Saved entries
-.-.-
//! # Action Batching
//!
//! Wraps a reducer so that a batch envelope folds its inner actions through
//! the wrapped reducer in order and commits one combined state. Nothing in
//! between is ever observable, and an error anywhere discards the whole batch.
//!
//! ```text
//! Batch[a, b, c]  →  reduce(reduce(reduce(s, a), b), c)  →  one new state
//! ```

use std::rc::Rc;

use crate::core::action::Action;

/// An action type with a batch envelope.
pub trait Batchable: Sized {
    fn as_batch(&self) -> Option<&[Self]>;
}

impl Batchable for Action {
    fn as_batch(&self) -> Option<&[Action]> {
        match self {
            Action::Batch(actions) => Some(actions),
            _ => None,
        }
    }
}

/// Returns a reducer that understands batch envelopes, nested ones included.
pub fn batched<S, A, E, R>(reducer: R) -> impl Fn(&Rc<S>, &A) -> Result<Rc<S>, E>
where
    A: Batchable,
    R: Fn(&Rc<S>, &A) -> Result<Rc<S>, E>,
{
    move |state, action| fold(&reducer, state, action)
}

fn fold<S, A, E, R>(reducer: &R, state: &Rc<S>, action: &A) -> Result<Rc<S>, E>
where
    A: Batchable,
    R: Fn(&Rc<S>, &A) -> Result<Rc<S>, E>,
{
    match action.as_batch() {
        Some(actions) => {
            let mut next = Rc::clone(state);
            for inner in actions {
                next = fold(reducer, &next, inner)?;
            }
            Ok(next)
        }
        None => reducer(state, action),
    }
}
-.-.-
*Work order:*
Every entry must appear in the answer, reproduced exactly.

*Answer box:*
//! # Action Batching
//!
//! Wraps a reducer so that a batch envelope folds its inner actions through
//! the wrapped reducer in order and commits one combined state. Nothing in
//! between is ever observable, and an error anywhere discards the whole batch.
//!
//! ```text
//! Batch[a, b, c]  →  reduce(reduce(reduce(s, a), b), c)  →  one new state
//! ```

use std::rc::Rc;

use crate::core::action::Action;

/// An action type with a batch envelope.
pub trait Batchable: Sized {
    fn as_batch(&self) -> Option<&[Self]>;
}

impl Batchable for Action {
    fn as_batch(&self) -> Option<&[Action]> {
        match self {
            Action::Batch(actions) => Some(actions),
            _ => None,
        }
    }
}

/// Returns a reducer that understands batch envelopes, nested ones included.
pub fn batched<S, A, E, R>(reducer: R) -> impl Fn(&Rc<S>, &A) -> Result<Rc<S>, E>
where
    A: Batchable,
    R: Fn(&Rc<S>, &A) -> Result<Rc<S>, E>,
{
    move |state, action| fold(&reducer, state, action)
}

fn fold<S, A, E, R>(reducer: &R, state: &Rc<S>, action: &A) -> Result<Rc<S>, E>
where
    A: Batchable,
    R: Fn(&Rc<S>, &A) -> Result<Rc<S>, E>,
{
    match action.as_batch() {
        Some(actions) => {
            let mut next = Rc::clone(state);
            for inner in actions {
                next = fold(reducer, &next, inner)?;
            }
            Ok(next)
        }
        None => reducer(state, action),
    }
}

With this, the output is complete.